Exercise goal -> Each line of the material must reappear unchanged in the answer.

Dataset entries ->
━━━━━━━━━━━━━━━━

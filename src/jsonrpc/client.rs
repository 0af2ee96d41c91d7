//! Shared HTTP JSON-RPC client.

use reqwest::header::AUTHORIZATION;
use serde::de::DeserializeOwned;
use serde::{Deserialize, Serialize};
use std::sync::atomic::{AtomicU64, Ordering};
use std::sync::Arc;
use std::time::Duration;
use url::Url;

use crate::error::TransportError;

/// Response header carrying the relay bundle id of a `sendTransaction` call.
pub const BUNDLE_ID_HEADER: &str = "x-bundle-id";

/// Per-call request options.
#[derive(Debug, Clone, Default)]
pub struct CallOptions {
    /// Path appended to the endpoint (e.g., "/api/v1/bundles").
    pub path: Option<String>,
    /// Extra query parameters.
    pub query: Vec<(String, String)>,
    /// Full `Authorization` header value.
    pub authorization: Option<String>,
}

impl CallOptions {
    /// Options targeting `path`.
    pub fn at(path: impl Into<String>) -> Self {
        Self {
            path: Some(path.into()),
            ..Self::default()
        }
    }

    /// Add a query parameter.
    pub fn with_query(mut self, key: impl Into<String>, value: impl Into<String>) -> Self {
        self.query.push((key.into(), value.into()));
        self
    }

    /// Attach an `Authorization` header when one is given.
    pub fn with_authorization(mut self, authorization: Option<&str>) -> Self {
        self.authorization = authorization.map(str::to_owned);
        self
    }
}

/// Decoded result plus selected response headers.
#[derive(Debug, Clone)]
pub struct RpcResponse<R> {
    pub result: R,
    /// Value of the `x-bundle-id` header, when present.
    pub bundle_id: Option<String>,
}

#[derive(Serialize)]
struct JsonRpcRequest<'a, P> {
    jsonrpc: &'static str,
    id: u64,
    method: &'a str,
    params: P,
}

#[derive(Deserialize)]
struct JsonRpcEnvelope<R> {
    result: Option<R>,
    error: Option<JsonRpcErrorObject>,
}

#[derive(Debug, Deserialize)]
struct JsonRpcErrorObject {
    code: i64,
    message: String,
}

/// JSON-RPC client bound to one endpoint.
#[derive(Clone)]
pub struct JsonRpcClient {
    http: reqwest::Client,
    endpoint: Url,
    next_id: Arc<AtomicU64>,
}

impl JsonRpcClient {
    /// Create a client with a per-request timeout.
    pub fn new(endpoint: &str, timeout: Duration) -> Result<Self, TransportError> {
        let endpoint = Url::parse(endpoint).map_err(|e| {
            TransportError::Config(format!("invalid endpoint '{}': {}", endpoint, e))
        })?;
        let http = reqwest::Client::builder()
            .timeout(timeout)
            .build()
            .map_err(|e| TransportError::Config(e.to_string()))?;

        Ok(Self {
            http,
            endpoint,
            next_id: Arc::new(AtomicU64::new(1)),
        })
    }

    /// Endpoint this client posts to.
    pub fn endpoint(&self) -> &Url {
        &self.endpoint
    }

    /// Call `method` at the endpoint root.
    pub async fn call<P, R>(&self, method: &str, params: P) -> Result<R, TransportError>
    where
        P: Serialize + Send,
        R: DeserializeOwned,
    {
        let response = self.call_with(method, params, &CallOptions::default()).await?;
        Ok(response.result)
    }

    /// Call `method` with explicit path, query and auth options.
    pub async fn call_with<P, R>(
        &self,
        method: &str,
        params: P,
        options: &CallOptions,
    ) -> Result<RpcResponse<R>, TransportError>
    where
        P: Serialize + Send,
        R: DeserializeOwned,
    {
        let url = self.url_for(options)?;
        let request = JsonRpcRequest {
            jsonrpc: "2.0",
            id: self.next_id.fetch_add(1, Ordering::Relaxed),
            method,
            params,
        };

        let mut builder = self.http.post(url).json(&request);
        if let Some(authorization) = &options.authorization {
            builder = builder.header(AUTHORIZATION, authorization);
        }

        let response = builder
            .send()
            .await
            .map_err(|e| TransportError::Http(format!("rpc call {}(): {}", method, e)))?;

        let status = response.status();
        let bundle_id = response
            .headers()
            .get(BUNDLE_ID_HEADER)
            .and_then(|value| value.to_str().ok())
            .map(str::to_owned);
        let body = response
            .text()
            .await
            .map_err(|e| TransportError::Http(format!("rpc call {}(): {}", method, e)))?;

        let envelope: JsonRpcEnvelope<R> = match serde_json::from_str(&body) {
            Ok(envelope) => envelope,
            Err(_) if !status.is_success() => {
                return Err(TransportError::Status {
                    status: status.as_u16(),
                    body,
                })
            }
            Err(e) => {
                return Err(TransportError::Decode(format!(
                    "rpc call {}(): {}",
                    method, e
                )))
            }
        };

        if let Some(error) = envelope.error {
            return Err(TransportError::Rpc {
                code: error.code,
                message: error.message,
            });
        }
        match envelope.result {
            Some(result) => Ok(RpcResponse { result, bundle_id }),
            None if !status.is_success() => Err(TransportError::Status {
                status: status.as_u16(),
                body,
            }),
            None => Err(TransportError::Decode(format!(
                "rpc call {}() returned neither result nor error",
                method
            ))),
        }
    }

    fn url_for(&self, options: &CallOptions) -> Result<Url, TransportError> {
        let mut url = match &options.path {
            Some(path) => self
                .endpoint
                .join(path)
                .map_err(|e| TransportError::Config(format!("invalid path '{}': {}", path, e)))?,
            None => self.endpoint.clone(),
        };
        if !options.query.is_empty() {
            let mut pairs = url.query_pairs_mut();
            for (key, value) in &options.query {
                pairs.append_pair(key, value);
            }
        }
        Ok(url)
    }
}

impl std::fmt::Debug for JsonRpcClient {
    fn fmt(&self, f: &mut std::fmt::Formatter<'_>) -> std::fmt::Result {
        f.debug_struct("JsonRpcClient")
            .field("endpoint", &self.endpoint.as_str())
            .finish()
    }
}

━━━━━━━━━━━━━━━━

Written reply ->
filename src/jsonrpc/client.rs
repository 0af2ee96d41c91d7
//! Shared HTTP JSON-RPC client.

use reqwest::header::AUTHORIZATION;
use serde::de::DeserializeOwned;
use serde::{Deserialize, Serialize};
use std::sync::atomic::{AtomicU64, Ordering};
use std::sync::Arc;
use std::time::Duration;
use url::Url;

use crate::error::TransportError;

/// Response header carrying the relay bundle id of a `sendTransaction` call.
pub const BUNDLE_ID_HEADER: &str = "x-bundle-id";

/// Per-call request options.
#[derive(Debug, Clone, Default)]
pub struct CallOptions {
    /// Path appended to the endpoint (e.g., "/api/v1/bundles").
    pub path: Option<String>,
    /// Extra query parameters.
    pub query: Vec<(String, String)>,
    /// Full `Authorization` header value.
    pub authorization: Option<String>,
}

impl CallOptions {
    /// Options targeting `path`.
    pub fn at(path: impl Into<String>) -> Self {
        Self {
            path: Some(path.into()),
            ..Self::default()
        }
    }

    /// Add a query parameter.
    pub fn with_query(mut self, key: impl Into<String>, value: impl Into<String>) -> Self {
        self.query.push((key.into(), value.into()));
        self
    }

    /// Attach an `Authorization` header when one is given.
    pub fn with_authorization(mut self, authorization: Option<&str>) -> Self {
        self.authorization = authorization.map(str::to_owned);
        self
    }
}

/// Decoded result plus selected response headers.
#[derive(Debug, Clone)]
pub struct RpcResponse<R> {
    pub result: R,
    /// Value of the `x-bundle-id` header, when present.
    pub bundle_id: Option<String>,
}

#[derive(Serialize)]
struct JsonRpcRequest<'a, P> {
    jsonrpc: &'static str,
    id: u64,
    method: &'a str,
    params: P,
}

#[derive(Deserialize)]
struct JsonRpcEnvelope<R> {
    result: Option<R>,
    error: Option<JsonRpcErrorObject>,
}

#[derive(Debug, Deserialize)]
struct JsonRpcErrorObject {
    code: i64,
    message: String,
}

/// JSON-RPC client bound to one endpoint.
#[derive(Clone)]
pub struct JsonRpcClient {
    http: reqwest::Client,
    endpoint: Url,
    next_id: Arc<AtomicU64>,
}

impl JsonRpcClient {
    /// Create a client with a per-request timeout.
    pub fn new(endpoint: &str, timeout: Duration) -> Result<Self, TransportError> {
        let endpoint = Url::parse(endpoint).map_err(|e| {
            TransportError::Config(format!("invalid endpoint '{}': {}", endpoint, e))
        })?;
        let http = reqwest::Client::builder()
            .timeout(timeout)
            .build()
            .map_err(|e| TransportError::Config(e.to_string()))?;

        Ok(Self {
            http,
            endpoint,
            next_id: Arc::new(AtomicU64::new(1)),
        })
    }

    /// Endpoint this client posts to.
    pub fn endpoint(&self) -> &Url {
        &self.endpoint
    }

    /// Call `method` at the endpoint root.
    pub async fn call<P, R>(&self, method: &str, params: P) -> Result<R, TransportError>
    where
        P: Serialize + Send,
        R: DeserializeOwned,
    {
        let response = self.call_with(method, params, &CallOptions::default()).await?;
        Ok(response.result)
    }

    /// Call `method` with explicit path, query and auth options.
    pub async fn call_with<P, R>(
        &self,
        method: &str,
        params: P,
        options: &CallOptions,
    ) -> Result<RpcResponse<R>, TransportError>
    where
        P: Serialize + Send,
        R: DeserializeOwned,
    {
        let url = self.url_for(options)?;
        let request = JsonRpcRequest {
            jsonrpc: "2.0",
            id: self.next_id.fetch_add(1, Ordering::Relaxed),
            method,
            params,
        };

        let mut builder = self.http.post(url).json(&request);
        if let Some(authorization) = &options.authorization {
            builder = builder.header(AUTHORIZATION, authorization);
        }

        let response = builder
            .send()
            .await
            .map_err(|e| TransportError::Http(format!("rpc call {}(): {}", method, e)))?;

        let status = response.status();
        let bundle_id = response
            .headers()
            .get(BUNDLE_ID_HEADER)
            .and_then(|value| value.to_str().ok())
            .map(str::to_owned);
        let body = response
            .text()
            .await
            .map_err(|e| TransportError::Http(format!("rpc call {}(): {}", method, e)))?;

        let envelope: JsonRpcEnvelope<R> = match serde_json::from_str(&body) {
            Ok(envelope) => envelope,
            Err(_) if !status.is_success() => {
                return Err(TransportError::Status {
                    status: status.as_u16(),
                    body,
                })
            }
            Err(e) => {
                return Err(TransportError::Decode(format!(
                    "rpc call {}(): {}",
                    method, e
                )))
            }
        };

        if let Some(error) = envelope.error {
            return Err(TransportError::Rpc {
                code: error.code,
                message: error.message,
            });
        }
        match envelope.result {
            Some(result) => Ok(RpcResponse { result, bundle_id }),
            None if !status.is_success() => Err(TransportError::Status {
                status: status.as_u16(),
                body,
            }),
            None => Err(TransportError::Decode(format!(
                "rpc call {}() returned neither result nor error",
                method
            ))),
        }
    }

    fn url_for(&self, options: &CallOptions) -> Result<Url, TransportError> {
        let mut url = match &options.path {
            Some(path) => self
                .endpoint
                .join(path)
                .map_err(|e| TransportError::Config(format!("invalid path '{}': {}", path, e)))?,
            None => self.endpoint.clone(),
        };
        if !options.query.is_empty() {
            let mut pairs = url.query_pairs_mut();
            for (key, value) in &options.query {
                pairs.append_pair(key, value);
            }
        }
        Ok(url)
    }
}

impl std::fmt::Debug for JsonRpcClient {
    fn fmt(&self, f: &mut std::fmt::Formatter<'_>) -> std::fmt::Result {
        f.debug_struct("JsonRpcClient")
            .field("endpoint", &self.endpoint.as_str())
            .finish()
    }
}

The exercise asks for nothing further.